What does the you "best life" look like?
It was a simple question, in a not-so-simple bible study. Four women baring their souls to God and each other. The question was simple.
My reply was - spiritually, or physically? I was told not to separate them. Ugh ... it's so easy to do.
I knew my "best life" would involve horses. I begin to share that I had attended a barrel race the day before .. just to watch .. and it took me almost an hour to quit crying. Oh, I wasn't bawling, but the tears were there. I was breathing horses. There were people, horses, saddles, dirt, loud speakers, horse trailers, noise and competition.
But where was I? Outside, looking in.
Well, because it takes money to compete, and have good horses, and trucks and trailers, and and and ....
The question was: If money were no object, where would you be?
The answer was there.
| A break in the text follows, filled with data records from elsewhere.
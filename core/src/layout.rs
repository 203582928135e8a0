use core::ops::Index;
use ndarray::Array2;
use serde::{Deserialize, Serialize};

use crate::*;

/// Where the mines are on a square board.
#[derive(Clone, Debug, PartialEq, Serialize, Deserialize)]
pub struct MineLayout {
    mine_mask: Array2<bool>,
    size: Coord,
    mine_count: CellCount,
}

impl MineLayout {
    pub fn from_mine_mask(mine_mask: Array2<bool>) -> Result<Self> {
        let (dim_x, dim_y) = mine_mask.dim();
        if dim_x != dim_y || dim_x == 0 {
            return Err(GameError::InvalidBoardSize);
        }
        let size = Coord::try_from(dim_x).map_err(|_| GameError::InvalidBoardSize)?;

        // bounded by mult(size, size)
        let mine_count = mine_mask.iter().filter(|&&is_mine| is_mine).count() as CellCount;

        Ok(Self {
            mine_mask,
            size,
            mine_count,
        })
    }

    /// `mine_mask` must be `size`x`size` and hold exactly `mine_count` mines.
    pub(crate) fn new_unchecked(mine_mask: Array2<bool>, size: Coord, mine_count: CellCount) -> Self {
        Self {
            mine_mask,
            size,
            mine_count,
        }
    }

    /// Builds a layout with mines at exactly `mine_coords`, duplicates count once.
    pub fn from_mine_coords(size: Coord, mine_coords: &[Coord2]) -> Result<Self> {
        if size == 0 {
            return Err(GameError::InvalidBoardSize);
        }

        let mut mine_mask: Array2<bool> = Array2::default(square(size).to_nd_index());
        for &coords in mine_coords {
            if coords.0 >= size || coords.1 >= size {
                return Err(GameError::InvalidCoords);
            }
            mine_mask[coords.to_nd_index()] = true;
        }

        Self::from_mine_mask(mine_mask)
    }

    pub fn board_config(&self) -> BoardConfig {
        BoardConfig::new_unchecked(self.size, self.mine_count)
    }

    pub fn validate_coords(&self, coords: Coord2) -> Result<Coord2> {
        if coords.0 < self.size && coords.1 < self.size {
            Ok(coords)
        } else {
            Err(GameError::InvalidCoords)
        }
    }

    pub fn size(&self) -> Coord {
        self.size
    }

    pub fn total_cells(&self) -> CellCount {
        mult(self.size, self.size)
    }

    pub fn safe_cell_count(&self) -> CellCount {
        self.total_cells() - self.mine_count
    }

    pub fn mine_count(&self) -> CellCount {
        self.mine_count
    }

    pub fn contains_mine(&self, coords: Coord2) -> bool {
        self[coords]
    }

    pub fn adjacent_mine_count(&self, coords: Coord2) -> u8 {
        // at most 8
        self.iter_neighbors(coords).filter(|&pos| self[pos]).count() as u8
    }

    /// Kind of the tile at `coords`, derived from the mask.
    pub fn kind_at(&self, coords: Coord2) -> TileKind {
        if self[coords] {
            TileKind::Mine
        } else {
            TileKind::safe(self.adjacent_mine_count(coords))
        }
    }

    pub fn iter_neighbors(&self, coords: Coord2) -> NeighborIter {
        self.mine_mask.iter_neighbors(coords)
    }
}

impl Index<Coord2> for MineLayout {
    type Output = bool;

    fn index(&self, coords: Coord2) -> &Self::Output {
        &self.mine_mask[coords.to_nd_index()]
    }
}

#[cfg(test)]
mod tests {
    use super::*;

    #[test]
    fn from_mine_coords_counts_unique_mines() {
        let layout = MineLayout::from_mine_coords(3, &[(0, 0), (2, 1), (0, 0)]).unwrap();

        assert_eq!(layout.size(), 3);
        assert_eq!(layout.mine_count(), 2);
        assert_eq!(layout.safe_cell_count(), 7);
        assert_eq!(layout.board_config(), BoardConfig::new_unchecked(3, 2));
        assert!(layout.contains_mine((2, 1)));
        assert!(!layout.contains_mine((1, 2)));
    }

    #[test]
    fn from_mine_coords_rejects_out_of_bounds() {
        assert_eq!(
            MineLayout::from_mine_coords(3, &[(3, 0)]),
            Err(GameError::InvalidCoords)
        );
        assert_eq!(
            MineLayout::from_mine_coords(0, &[]),
            Err(GameError::InvalidBoardSize)
        );
    }

    #[test]
    fn from_mine_mask_requires_square() {
        let mask: Array2<bool> = Array2::default([2, 3]);
        assert_eq!(
            MineLayout::from_mine_mask(mask),
            Err(GameError::InvalidBoardSize)
        );
    }

    #[test]
    fn kinds_follow_adjacency() {
        let layout = MineLayout::from_mine_coords(4, &[(2, 2)]).unwrap();

        assert_eq!(layout.kind_at((2, 2)), TileKind::Mine);
        assert_eq!(layout.kind_at((1, 1)), TileKind::Number(1));
        assert_eq!(layout.kind_at((3, 3)), TileKind::Number(1));
        assert_eq!(layout.kind_at((0, 0)), TileKind::Empty);
        assert_eq!(layout.kind_at((0, 3)), TileKind::Empty);
    }

    #[test]
    fn adjacent_count_sees_all_eight() {
        let mines: alloc::vec::Vec<Coord2> = NeighborIter::new((1, 1), (3, 3)).collect();
        let layout = MineLayout::from_mine_coords(3, &mines).unwrap();

        assert_eq!(layout.adjacent_mine_count((1, 1)), 8);
        assert_eq!(layout.kind_at((1, 1)), TileKind::Number(8));
    }

    #[test]
    fn validate_coords_checks_both_axes() {
        let layout = MineLayout::from_mine_coords(2, &[(0, 0)]).unwrap();

        assert_eq!(layout.validate_coords((1, 1)), Ok((1, 1)));
        assert_eq!(layout.validate_coords((1, 2)), Err(GameError::InvalidCoords));
    }
}
use alloc::vec::Vec;
use ndarray::Array2;

use super::*;

/// Uniform placement: draws positions one at a time and redraws whenever a position already holds a mine.
#[derive(Clone, Debug, PartialEq)]
pub struct RandomMinefieldGenerator {
    seed: u64,
}

impl RandomMinefieldGenerator {
    pub fn new(seed: u64) -> Self {
        Self { seed }
    }

    pub fn from_entropy() -> Self {
        Self::new(rand::random())
    }

    pub fn seed(&self) -> u64 {
        self.seed
    }
}

impl MinefieldGenerator for RandomMinefieldGenerator {
    fn generate(self, config: BoardConfig) -> MineLayout {
        use rand::prelude::*;

        let config = BoardConfig::clamped(config.size, config.mines);
        log::debug!(
            "Generating {0}x{0} minefield with {1} mines, seed: {2}",
            config.size,
            config.mines,
            self.seed
        );

        let mut mines: Array2<bool> = Array2::default(square(config.size).to_nd_index());
        let mut placed: Vec<Coord2> = Vec::with_capacity(config.mines.into());
        let mut rejected = 0usize;

        let mut rng = SmallRng::seed_from_u64(self.seed);
        while placed.len() < usize::from(config.mines) {
            let coords = (
                rng.random_range(0..config.size),
                rng.random_range(0..config.size),
            );
            let tile = &mut mines[coords.to_nd_index()];
            if *tile {
                rejected += 1;
                continue;
            }
            *tile = true;
            placed.push(coords);
        }
        log::trace!("Placed mines at {:?}, {} draws rejected", placed, rejected);

        MineLayout::new_unchecked(mines, config.size, config.mines)
    }
}

#[cfg(test)]
mod tests {
    use super::*;

    fn generate(size: Coord, mines: CellCount, seed: u64) -> MineLayout {
        RandomMinefieldGenerator::new(seed).generate(BoardConfig::new_unchecked(size, mines))
    }

    #[test]
    fn places_exact_mine_count() {
        for seed in 0..32 {
            let layout = generate(9, 10, seed);
            assert_eq!(layout.size(), 9);
            assert_eq!(layout.mine_count(), 10);
        }
    }

    #[test]
    fn nearly_full_board_terminates() {
        let layout = generate(4, 15, 7);

        assert_eq!(layout.mine_count(), 15);
        assert_eq!(layout.safe_cell_count(), 1);
    }

    #[test]
    fn same_seed_same_layout() {
        assert_eq!(generate(16, 40, 1234), generate(16, 40, 1234));
    }

    #[test]
    fn different_seeds_usually_differ() {
        let first = generate(16, 40, 1);
        let differs = (2..10).any(|seed| generate(16, 40, seed) != first);
        assert!(differs);
    }

    #[test]
    fn overfull_config_is_clamped() {
        let layout = generate(3, 50, 0);

        assert_eq!(layout.mine_count(), 8);
        assert_eq!(layout.safe_cell_count(), 1);
    }
}
use crate::*;
pub use random::*;

mod random;

pub trait MinefieldGenerator {
    fn generate(self, config: BoardConfig) -> MineLayout;
}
Staring me in the face. I would be in there .. in the horse world. I would be IN that atmosphere, not just someone sitting in the stands watching.
That should be me. And I cried some more.
But there it was in front of me .. a picture of the life that I've let slip through my hands. I am NOT content with my horse being a pasture ornament, in someone ELSES pasture. I am NOT content with riding several times a year.
There is a "best" for my life. A passion that is God-breathed into my soul ... and I have to get back.
This is the start of my journey.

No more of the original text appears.